L’innovation au service de l’innovation

Le pôle de compétitivité a trouvé la formule qui fonctionne, avec les bons ingrédients : la recherche, la formation et les entreprises, avec pour liant le territoire. « Il y a réunie en Aquitaine et Midi-Pyrénées, toute l’intelligence nécessaire pour faire de ce territoire un leader mondial de l’agriculture et de l’agroalimentaire et Agrimip est le catalyseur qui permet à cette intelligence de s’exprimer, explique Daniel Segonds. Sans Agrimip, nombre de ces projets de recherche collaboratifs, réunissant des entreprises parfois concurrentes, des laboratoires privés et publics, n’auraient jamais vu le jour. »

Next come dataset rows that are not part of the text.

use crate::config::Config;
use crate::finding::api::{list_findings, record_finding};
use crate::persistence::repo::Repository;
use crate::project::api::{create_project, get_project, list_projects};
use crate::run::api::{get_run, list_runs, report_status, start_run};
use crate::run::reconcile;
use crate::runner::RunnerClient;
use axum::body::Body;
use axum::extract::{FromRef, FromRequest, Request};
use axum::http::StatusCode;
use axum::response::{IntoResponse, Response};
use axum::routing::{get, post};
use axum::{Json, Router};
use serde::de::DeserializeOwned;
use serde::{Deserialize, Serialize};
use std::ops::Deref;
use std::sync::Arc;
use thiserror::Error;
use tower_http::cors::{Any, CorsLayer};
use tower_http::trace::{DefaultMakeSpan, DefaultOnRequest, DefaultOnResponse, TraceLayer};
use tower_http::LatencyUnit;
use tracing::Level;

#[derive(Clone)]
pub struct AppState {
    pub repository: Arc<Repository>,
    pub runner: Arc<RunnerClient>,
    pub config: Config,
}

// support extracting a bare `Repository` from handlers that only read/write
impl FromRef<AppState> for Repository {
    fn from_ref(app_state: &AppState) -> Repository {
        app_state.repository.deref().clone()
    }
}

pub async fn build_api(config: Config) -> Router {
    tracing_subscriber::fmt::init();
    let repository = Arc::new(Repository::new().await);
    let runner = Arc::new(RunnerClient::new(
        config.runner_url.clone(),
        config.submit_timeout,
    ));

    let cors = CorsLayer::new()
        .allow_origin(Any)
        .allow_methods(Any)
        .allow_headers(Any);

    let app_state = AppState {
        repository: Arc::clone(&repository),
        runner,
        config: config.clone(),
    };

    tokio::spawn(reconcile::sweep_loop(repository, config));

    Router::new()
        .route("/health", get(health))
        .route("/projects", get(list_projects).post(create_project))
        .route("/projects/:id", get(get_project))
        .route("/projects/:id/runs", get(list_runs).post(start_run))
        .route("/runs/:id", get(get_run))
        .route("/runs/:id/status", post(report_status))
        .route("/runs/:id/findings", get(list_findings).post(record_finding))
        .layer(cors)
        .layer(
            TraceLayer::new_for_http()
                .make_span_with(DefaultMakeSpan::new().include_headers(true))
                .on_request(DefaultOnRequest::new().level(Level::INFO))
                .on_response(
                    DefaultOnResponse::new()
                        .level(Level::INFO)
                        .latency_unit(LatencyUnit::Micros),
                ),
        )
        .with_state(app_state)
}

async fn health() -> impl IntoResponse {
    (StatusCode::OK, "fuzzdeck is active")
}

/// JSON body extractor that reports malformed payloads (bad syntax,
/// unknown enum variants) through the crate's own error taxonomy instead
/// of axum's default 422 rejection.
pub struct ApiJson<T>(pub T);

#[axum::async_trait]
impl<S, T> FromRequest<S> for ApiJson<T>
where
    T: DeserializeOwned,
    S: Send + Sync,
{
    type Rejection = AppError;

    async fn from_request(req: Request, state: &S) -> Result<Self, Self::Rejection> {
        match Json::<T>::from_request(req, state).await {
            Ok(Json(value)) => Ok(ApiJson(value)),
            Err(rejection) => Err(AppError::Validation(rejection.body_text())),
        }
    }
}

pub struct ApiResponse<T>(pub T);

impl<T> ApiResponse<T> {
    pub fn from(result: Result<T, AppError>) -> Result<ApiResponse<T>, AppError> {
        result.map(ApiResponse)
    }

    pub fn from_option(result: Result<Option<T>, AppError>) -> Result<ApiResponse<T>, AppError> {
        match result {
            Ok(Some(value)) => Ok(ApiResponse(value)),
            Ok(None) => Err(AppError::NotFound("Not found".to_string())),
            Err(e) => Err(e),
        }
    }
}

impl<T> IntoResponse for ApiResponse<T>
where
    T: Serialize,
{
    fn into_response(self) -> Response {
        match serde_json::to_string(&self.0) {
            Ok(json) => Response::builder()
                .status(StatusCode::OK)
                .header("Content-Type", "application/json")
                .body(json.into())
                .unwrap(),
            Err(_) => Response::builder()
                .status(StatusCode::INTERNAL_SERVER_ERROR)
                .body("Failed to serialize response".into())
                .unwrap(),
        }
    }
}

#[derive(Debug, Error)]
pub enum AppError {
    #[error("{0}")]
    NotFound(String),
    #[error("{0}")]
    Validation(String),
    #[error("invalid transition: {0}")]
    InvalidTransition(String),
    #[error("invalid metric: {0}")]
    InvalidMetric(String),
    #[error("stale report: {0}")]
    StaleReport(String),
    #[error("job submission failed: {0}")]
    Submission(String),
    #[error("{0}")]
    Internal(String),
}

impl AppError {
    fn status_code(&self) -> StatusCode {
        match self {
            AppError::NotFound(_) => StatusCode::NOT_FOUND,
            AppError::Validation(_) => StatusCode::BAD_REQUEST,
            AppError::InvalidMetric(_) => StatusCode::BAD_REQUEST,
            AppError::InvalidTransition(_) => StatusCode::CONFLICT,
            AppError::StaleReport(_) => StatusCode::GONE,
            AppError::Submission(_) => StatusCode::BAD_GATEWAY,
            AppError::Internal(_) => StatusCode::INTERNAL_SERVER_ERROR,
        }
    }
}

#[derive(Deserialize, Serialize, Clone)]
pub struct ErrorBody {
    pub message: String,
}

impl From<ErrorBody> for Body {
    fn from(body: ErrorBody) -> Body {
        Body::from(serde_json::to_string(&body).unwrap_or_default())
    }
}

impl IntoResponse for AppError {
    fn into_response(self) -> Response {
        let status = self.status_code();
        let message = match &self {
            AppError::Internal(message) => {
                tracing::error!("{}", message);
                "Internal server error".to_string()
            }
            other => other.to_string(),
        };
        Response::builder()
            .status(status)
            .header("Content-Type", "application/json")
            .body(ErrorBody { message }.into())
            .unwrap()
    }
}

#[cfg(test)]
mod tests {
    use super::*;

    #[test]
    fn error_status_codes() {
        let cases = [
            (AppError::NotFound("x".into()), StatusCode::NOT_FOUND),
            (AppError::Validation("x".into()), StatusCode::BAD_REQUEST),
            (AppError::InvalidMetric("x".into()), StatusCode::BAD_REQUEST),
            (AppError::InvalidTransition("x".into()), StatusCode::CONFLICT),
            (AppError::StaleReport("x".into()), StatusCode::GONE),
            (AppError::Submission("x".into()), StatusCode::BAD_GATEWAY),
            (
                AppError::Internal("x".into()),
                StatusCode::INTERNAL_SERVER_ERROR,
            ),
        ];
        for (error, expected) in cases {
            assert_eq!(error.status_code(), expected);
        }
    }

    #[test]
    fn internal_error_message_is_redacted() {
        let response = AppError::Internal("aws credentials missing".to_string()).into_response();
        assert_eq!(response.status(), StatusCode::INTERNAL_SERVER_ERROR);
    }

    #[tokio::test]
    async fn unknown_enum_variant_maps_to_validation() {
        let request = Request::builder()
            .method("POST")
            .header("content-type", "application/json")
            .body(Body::from(r#"{"status":"paused"}"#))
            .unwrap();
        let result =
            ApiJson::<crate::run::model::StatusReport>::from_request(request, &()).await;
        assert!(matches!(result, Err(AppError::Validation(_))));
    }

    #[tokio::test]
    async fn malformed_body_maps_to_validation() {
        let request = Request::builder()
            .method("POST")
            .header("content-type", "application/json")
            .body(Body::from("not json"))
            .unwrap();
        let result =
            ApiJson::<crate::finding::model::FindingReport>::from_request(request, &()).await;
        assert!(matches!(result, Err(AppError::Validation(_))));
    }

    #[tokio::test]
    async fn well_formed_body_is_accepted() {
        let request = Request::builder()
            .method("POST")
            .header("content-type", "application/json")
            .body(Body::from(r#"{"type":"crash","inputData":"AAAA"}"#))
            .unwrap();
        let result =
            ApiJson::<crate::finding::model::FindingReport>::from_request(request, &()).await;
        assert!(result.is_ok());
    }
}
use crate::api::AppError;
use crate::persistence::findings::FindingOperations;
use crate::persistence::model::{PageKey, QueryResult};
use crate::persistence::projects::ProjectOperations;
use crate::persistence::runs::RunOperations;
use aws_config::BehaviorVersion;
use aws_sdk_dynamodb::config::http::HttpResponse;
use aws_sdk_dynamodb::error::SdkError;
use aws_sdk_dynamodb::operation::query::builders::QueryFluentBuilder;
use aws_sdk_dynamodb::operation::query::{QueryError, QueryOutput};
use aws_sdk_dynamodb::operation::scan::builders::ScanFluentBuilder;
use aws_sdk_dynamodb::operation::update_item::builders::UpdateItemFluentBuilder;
use aws_sdk_dynamodb::types::AttributeValue;
use aws_sdk_dynamodb::Client;
use serde::de::DeserializeOwned;
use serde::Serialize;
use serde_dynamo::aws_sdk_dynamodb_1::to_item;
use serde_dynamo::{from_attribute_value, from_item};
use std::collections::HashMap;
use std::sync::Arc;

/// Generic access to one DynamoDB table. Tables with a simple primary key
/// leave `sort_key_name` at its default.
pub(crate) trait Table<T>
where
    T: DeserializeOwned + Serialize + Clone,
{
    fn table_name() -> String;
    fn partition_key_name() -> String;
    fn sort_key_name() -> Option<String> {
        None
    }

    fn key_from_entity(entity: &T) -> HashMap<String, AttributeValue>;

    fn unique_key(
        partition_key: String,
        sort_key: Option<String>,
    ) -> HashMap<String, AttributeValue> {
        let mut key = HashMap::from([(
            Self::partition_key_name(),
            AttributeValue::S(partition_key),
        )]);
        if let (Some(name), Some(value)) = (Self::sort_key_name(), sort_key) {
            key.insert(name, AttributeValue::S(value));
        }
        key
    }

    async fn get_item(
        client: Arc<Client>,
        partition_key: String,
        sort_key: Option<String>,
    ) -> Result<Option<T>, AppError> {
        let result = client
            .get_item()
            .table_name(Self::table_name())
            .set_key(Some(Self::unique_key(partition_key, sort_key)))
            .consistent_read(true)
            .send()
            .await;
        match result {
            Ok(output) => match output.item {
                Some(item_map) => from_item(item_map)
                    .map(Some)
                    .map_err(|e| AppError::Internal(e.to_string())),
                None => Ok(None),
            },
            Err(e) => Err(AppError::Internal(e.to_string())),
        }
    }

    async fn put_item(client: Arc<Client>, entity: T) -> Result<T, AppError> {
        let mut item: HashMap<String, AttributeValue> =
            to_item(entity.clone()).map_err(|e| AppError::Internal(e.to_string()))?;
        item.extend(Self::key_from_entity(&entity));
        let result = client
            .put_item()
            .table_name(Self::table_name())
            .set_item(Some(item))
            .send()
            .await;
        match result {
            Ok(_) => Ok(entity),
            Err(err) => Err(AppError::Internal(err.to_string())),
        }
    }

    fn query_builder(client: Arc<Client>) -> QueryFluentBuilder {
        client.query().table_name(Self::table_name())
    }

    fn update_builder(client: Arc<Client>) -> UpdateItemFluentBuilder {
        client.update_item().table_name(Self::table_name())
    }

    fn scan_builder(client: Arc<Client>) -> ScanFluentBuilder {
        client.scan().table_name(Self::table_name())
    }

    fn parse_items(items: Vec<HashMap<String, AttributeValue>>) -> Result<Vec<T>, AppError> {
        let mut parsed = Vec::with_capacity(items.len());
        for item in items {
            let entity = from_attribute_value(AttributeValue::M(item))
                .map_err(|e| AppError::Internal(e.to_string()))?;
            parsed.push(entity);
        }
        Ok(parsed)
    }

    fn from_query_result(
        result: Result<QueryOutput, SdkError<QueryError, HttpResponse>>,
    ) -> Result<QueryResult<T>, AppError> {
        match result {
            Ok(output) => Ok(QueryResult {
                items: Self::parse_items(output.items.unwrap_or_default())?,
                next_page_key: output.last_evaluated_key.map(|last_key| {
                    PageKey::from_attribute_values(last_key).to_next_page_key()
                }),
            }),
            Err(err) => Err(AppError::Internal(err.to_string())),
        }
    }
}

#[derive(Clone)]
pub struct Repository {
    client: Arc<Client>,
}

impl Repository {
    pub async fn new() -> Self {
        let config = aws_config::load_defaults(BehaviorVersion::latest()).await;
        let client = Client::new(&config);
        Repository {
            client: Arc::new(client),
        }
    }

    pub fn projects(&self) -> ProjectOperations {
        ProjectOperations {
            client: Arc::clone(&self.client),
        }
    }

    pub fn runs(&self) -> RunOperations {
        RunOperations {
            client: Arc::clone(&self.client),
        }
    }

    pub fn findings(&self) -> FindingOperations {
        FindingOperations {
            client: Arc::clone(&self.client),
        }
    }
}
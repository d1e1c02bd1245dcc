use crate::project::model::Language;
use reqwest::Client;
use serde::Serialize;
use std::time::Duration;
use thiserror::Error;
use tracing::info;

pub const DEFAULT_DURATION_SECONDS: u64 = 60;

/// Job description POSTed to the runner. The runner owns everything past
/// acceptance: compilation, execution, sanitizers.
#[derive(Serialize, Clone, Debug)]
pub struct JobRequest {
    pub language: Language,
    pub code: String,
    pub duration: u64,
}

#[derive(Debug, Error)]
pub enum SubmissionError {
    #[error("runner unreachable: {0}")]
    Unreachable(String),
    #[error("runner rejected job with status {0}")]
    Rejected(u16),
}

/// Thin client for the runner's job-acceptance endpoint. The per-request
/// timeout bounds acceptance latency, not the fuzzing duration.
#[derive(Clone)]
pub struct RunnerClient {
    client: Client,
    base_url: String,
    timeout: Duration,
}

impl RunnerClient {
    pub fn new(base_url: String, timeout: Duration) -> Self {
        Self {
            client: Client::new(),
            base_url,
            timeout,
        }
    }

    pub async fn submit_job(&self, job: &JobRequest) -> Result<(), SubmissionError> {
        let url = format!("{}/job", self.base_url.trim_end_matches('/'));
        info!("submitting fuzz job to {}", url);
        let result = self
            .client
            .post(&url)
            .timeout(self.timeout)
            .json(job)
            .send()
            .await;
        match result {
            Ok(response) => {
                let status = response.status();
                if status.is_success() {
                    info!("runner accepted job, status: {}", status);
                    Ok(())
                } else {
                    info!("runner rejected job, status: {}", status);
                    Err(SubmissionError::Rejected(status.as_u16()))
                }
            }
            Err(error) => Err(SubmissionError::Unreachable(error.to_string())),
        }
    }
}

Au-delà du soutien aux projets de recherche et développement, Agrimip Sud-Ouest Innovation invente aussi de nouveaux outils pour faire fructifier les idées. Le pôle a mis en place des clubs de l’innovation tels que « Terre des étoiles », qui veut rapprocher l’agriculture des acteurs d’Aerospace Valley. Il a également créé un Tremplin jeunes chercheurs permettant à des chercheurs du territoire de participer à des congrès internationaux. Il a aussi inventé le Prix Agrimip des lycéens, qui amène les scolaires à étudier et noter des projets de recherche pré-sélectionnés. Agrimip a enfin engagé son comité de labellisation des projets dans une démarche de certification ISO. « Nous sommes les premiers à le faire, pour garantir l’équité et la transparence de nos choix », souligne Daniel Segonds.

Une nouvelle phase

Après cinq années déjà riches en réalisations, Agrimip s’engage dans une nouvelle phase, dont les orientations seront validées dans quelques semaines. Le pôle souhaite aller plus loin dans le suivi des projets labellisés, avec la création d’un indicateur de retombées économiques, en partenariat avec la Toulouse School of Economics qui doit mettre au point une méthodologie. Il est également prévu d’aider les entreprises innovantes à élaborer des plans d’affaire. Agrimip souhaite aussi engager une réflexion sur la propriété intellectuelle, pour la protection des idées et le partage de la valeur. Le pôle apportera une attention particulière à des agrochaînes d’excellence, telles que le tournesol, le maïs, les palmipèdes, avec l’ambition de faire du territoire une référence mondiale dans ces domaines-là. Il s’intéressera également de très près aux intrants bio-sourcés (pour réduire l’utilisation des produits de synthèse dans l’agriculture), à l’amélioration du matériel agricole (pour le rendre plus intelligent) et à l’agroraffinerie (qui permet d’utiliser le végétal dans son intégralité).

La touche RAGT

Pour Daniel Segonds, la présence de RAGT au sein du pôle Agrimip est on ne peut plus naturelle. « La recherche est dans les gènes de l’entreprise, rappelle-t-il. Nous apportons des projets et nous sommes très ancrés dans le territoire. A ces divers titres, RAGT occupe une place exemplaire au sein du pôle de compétitivité. » Et le président du directoire de citer plusieurs projets auxquels à directement participé l’entreprise aveyronnaise : Oléosol (pour développer la compétitivité du tournesol), Innov’Herba (l’adaptation des plantes aux pâturages en conditions difficiles) ou encore le projet Genomic Breeding Decision Support (GBDS), qui a l’ambition de rapprocher les disciplines (mathématique, météorologie, biologie, génétique, etc) au service de la connaissance du génome des plantes dans leur environnement.